The Xenoblade Chronicles franchise has quickly become a mainstay in Nintendo’s first-party published stable, and for good reason. When it comes to best-in-class worlds, storytelling and combat there are few other JRPG IPs doing it quite the same. While Xenoblade Chronicles 2 divided some fans of the original with some of its bolder ideas, the newest entry carries with it the hopes of a coming together of the best past ideas into something familiar but fresh. Good job that Xenoblade Chronicles 3 does exactly that, then.

It all starts on the world of Aionios, inhabited by the two distinct nations of Keves and Agnus and ruled on both sides by powerful and mysterious queens. Populating the two nations aren’t traditional human communities but semi-mobile colonies of purpose-built soldiers “born” at a matured age from their respective queens and immediately conscripted to war for the sake of their side and their colony. Governed by Flame Clocks that burn brighter with each enemy life taken, and which spell the end for any colony whose flame should die out, the people of Keves and Agnus spend their artificially-controlled life span of ten years (or “terms” in their vernacular) knowing nothing but battle.

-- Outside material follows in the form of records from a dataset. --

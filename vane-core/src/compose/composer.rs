//! Composer
//!
//! Emission order is fixed:
//! 1. one `SetFields` call carrying every capability flag
//! 2. for each slot definition, in definition order, if its key is present:
//!    `Declare`, `RegisterManaged`, `Wire`
//!
//! The configuration must come out of the validator: every flag key and
//! every slot id is present. Nothing here fills in defaults.

use alloc::vec;
use alloc::vec::Vec;

use super::slot::CompositeDef;
use crate::codegen::{Instruction, ObjectRef};
use crate::config::{ConfigTree, Value, CONF_ID};

/// Emit the composition instructions for `parent`
pub fn compose(parent: &ObjectRef, config: &ConfigTree, def: &CompositeDef) -> Vec<Instruction> {
    let mut out = Vec::with_capacity(1 + 3 * def.slots.len());

    let flags = def
        .flags
        .iter()
        .filter_map(|flag| config.validated(flag.key).cloned())
        .collect();
    out.push(Instruction::SetFields {
        target: parent.clone(),
        method: def.modes_method,
        values: flags,
    });

    for slot in def.slots {
        let Some(sub) = config.get_tree(slot.key) else {
            continue;
        };
        let Some(child) = sub_ref(sub) else {
            continue;
        };

        out.push(Instruction::Declare {
            target: child.clone(),
            class: slot.class,
            args: vec![Value::str_list(slot.options)],
        });
        out.push(Instruction::RegisterManaged {
            target: child.clone(),
            config: sub.clone(),
        });
        out.push(Instruction::Wire {
            parent: parent.clone(),
            method: slot.wire,
            child,
        });
    }

    out
}

/// Reference for a slot's sub-component, from its validated id
fn sub_ref(sub: &ConfigTree) -> Option<ObjectRef> {
    match sub.validated(CONF_ID)? {
        Value::Id(id) => Some(ObjectRef::new(id.clone())),
        _ => None,
    }
}

#[cfg(test)]
mod tests {
    use super::*;
    use crate::codegen::InstructionKind;
    use crate::components::panasonic_ir::{
        COMPOSITE, CONF_HORIZONTAL_SWING_SELECT, CONF_SUPPORTS_VERTICAL_SWING,
        CONF_VERTICAL_SWING_SELECT, SET_HORIZONTAL_VANE_SELECT, SET_SUPPORTED_SWING_MODES,
        SET_VERTICAL_VANE_SELECT, VERTICAL_SWING_OPTIONS,
    };
    use crate::config::parse_id;
    use alloc::string::String;

    fn parent() -> ObjectRef {
        ObjectRef::new(parse_id("ac").unwrap())
    }

    fn select_conf(id: &str) -> Value {
        Value::Tree(
            ConfigTree::new()
                .with(CONF_ID, Value::Id(parse_id(id).unwrap()))
                .with("name", Value::Str(String::from(id)))
                .with("update_interval", Value::Duration(60_000)),
        )
    }

    fn kinds(instructions: &[Instruction]) -> Vec<InstructionKind> {
        instructions.iter().map(Instruction::kind).collect()
    }

    #[test]
    fn test_no_slots_emits_only_scalar_call() {
        for flag in [true, false] {
            let config =
                ConfigTree::new().with(CONF_SUPPORTS_VERTICAL_SWING, Value::Bool(flag));
            let out = compose(&parent(), &config, &COMPOSITE);

            assert_eq!(out.len(), 1);
            assert_eq!(
                out[0],
                Instruction::SetFields {
                    target: parent(),
                    method: SET_SUPPORTED_SWING_MODES,
                    values: vec![Value::Bool(flag)],
                }
            );
        }
    }

    #[test]
    fn test_vertical_slot_only() {
        let config = ConfigTree::new()
            .with(CONF_SUPPORTS_VERTICAL_SWING, Value::Bool(true))
            .with(CONF_VERTICAL_SWING_SELECT, select_conf("vane_v"));
        let out = compose(&parent(), &config, &COMPOSITE);

        assert_eq!(
            kinds(&out),
            [
                InstructionKind::SetFields,
                InstructionKind::Declare,
                InstructionKind::RegisterManaged,
                InstructionKind::Wire,
            ]
        );

        match &out[1] {
            Instruction::Declare { target, args, .. } => {
                assert_eq!(target.as_str(), "vane_v");
                assert_eq!(
                    args[0],
                    Value::str_list(&["top", "middle_top", "middle", "middle_bottom", "bottom", "auto"])
                );
                assert_eq!(args[0], Value::str_list(VERTICAL_SWING_OPTIONS));
            }
            other => panic!("expected declare, got {:?}", other),
        }

        match &out[2] {
            Instruction::RegisterManaged { target, config } => {
                assert_eq!(target.as_str(), "vane_v");
                assert_eq!(config.get_duration_ms("update_interval"), Some(60_000));
            }
            other => panic!("expected register, got {:?}", other),
        }

        assert_eq!(
            out[3],
            Instruction::Wire {
                parent: parent(),
                method: SET_VERTICAL_VANE_SELECT,
                child: ObjectRef::new(parse_id("vane_v").unwrap()),
            }
        );
    }

    #[test]
    fn test_slot_order_follows_definitions() {
        // Vertical listed first in the tree, horizontal must still come first
        let config = ConfigTree::new()
            .with(CONF_VERTICAL_SWING_SELECT, select_conf("vane_v"))
            .with(CONF_HORIZONTAL_SWING_SELECT, select_conf("vane_h"))
            .with(CONF_SUPPORTS_VERTICAL_SWING, Value::Bool(false));
        let out = compose(&parent(), &config, &COMPOSITE);

        assert_eq!(out.len(), 7);
        let targets: Vec<&str> = out[1..].iter().map(|i| match i {
            Instruction::Wire { child, .. } => child.as_str(),
            other => other.target().map(|t| t.as_str()).unwrap_or(""),
        }).collect();
        assert_eq!(targets, ["vane_h", "vane_h", "vane_h", "vane_v", "vane_v", "vane_v"]);

        match &out[3] {
            Instruction::Wire { method, .. } => assert_eq!(*method, SET_HORIZONTAL_VANE_SELECT),
            other => panic!("expected wire, got {:?}", other),
        }
    }

    #[test]
    fn test_flag_value_is_copied_from_tree() {
        let config = ConfigTree::new().with(CONF_SUPPORTS_VERTICAL_SWING, Value::Bool(false));
        let out = compose(&parent(), &config, &COMPOSITE);
        match &out[0] {
            Instruction::SetFields { values, .. } => assert_eq!(values, &[Value::Bool(false)]),
            other => panic!("expected set fields, got {:?}", other),
        }
    }

    #[test]
    #[cfg(debug_assertions)]
    #[should_panic(expected = "supports_vertical_swing")]
    fn test_missing_flag_is_not_defaulted() {
        compose(&parent(), &ConfigTree::new(), &COMPOSITE);
    }

    #[test]
    #[cfg(debug_assertions)]
    #[should_panic(expected = "validated key `id` is missing")]
    fn test_slot_without_id_is_not_invented() {
        let config = ConfigTree::new()
            .with(CONF_SUPPORTS_VERTICAL_SWING, Value::Bool(true))
            .with(CONF_HORIZONTAL_SWING_SELECT, Value::Tree(ConfigTree::new()));
        compose(&parent(), &config, &COMPOSITE);
    }
}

Live to fight and fight to live is the norm, then, for the inhabitants of this world. That is, until six particular soldiers – three from each nation – meet under extraordinary circumstances and discover that the nature of their lot in life isn’t as clear-cut as they once thought. Xenoblade Chronicles 3’s narrative follows Noah, Eunie and Lanz of Keves and Mio, Sena and Taion of Agnus as they cross Aionios in search of answers to an increasing number of questions. I’m not going to even begin to hint at those answers here, either, because things naturally escalate significantly as soon as the journey starts in earnest.

What I can say is that throughout the 75+ hours it took me to roll credits having done the core path and most of the narrative-critical side content, Xenoblade Chronicles 3 had touched on a lot of fairly mature and often introspective subject matter, using the broad stroke backdrops of war and class to hone in on ideas of mortality, legacy and time anxiety. It’s all a lot more than I’m qualified or educated enough to deconstruct here but a lot of its messaging hit me surprisingly hard and I’m certainly keen to see what conversations arise after far more intelligent people have had enough time with the game, because there’s a lot to chew over here and it’s all told with a level of subtlety and trust in the player to understand its themes that I’ve missed since the golden era of JRPGs.

Thing is, a lot of what Xenoblade Chronicles 3 is “about” also shifts and changes over the course of the game, with Monolith Soft doing a great job of not only exploring different tones and themes with each act but also wholesale abandoning or introducing gameplay ideas to suit. There’s so much I’m not at liberty to say in this review (or would want to spoil), but no matter how much you might think you know about the game as of right now, there’s more to come. It’s also stacked with memorable, well-written and often entertaining characters throughout, including a parade of genuinely compelling antagonists. The payoff of the game’s ending is, in my opinion, worth every hour spent working towards it as well with a bittersweet and perfectly-pitched send-off.

The game’s preceding narrative thread of liberation manifests in its most prevalent moment-to-moment loop, one that sees players traverse the series’ staple massive, multi-region world not just to the journey’s hypothetical end point but to many of the human colonies along the way. One of the most critical things you’ll be doing in the front end of the story is freeing these settlements from the tyranny of their Flame Clocks. By destroying them, Noah and co. are able to remove the threat of an empty Flame Clock at the expense of introducing the threat of isolation. Cut off from their masters, a colony is at the mercy of nature and an enemy of the state and so the party must rise to the results of their noble actions.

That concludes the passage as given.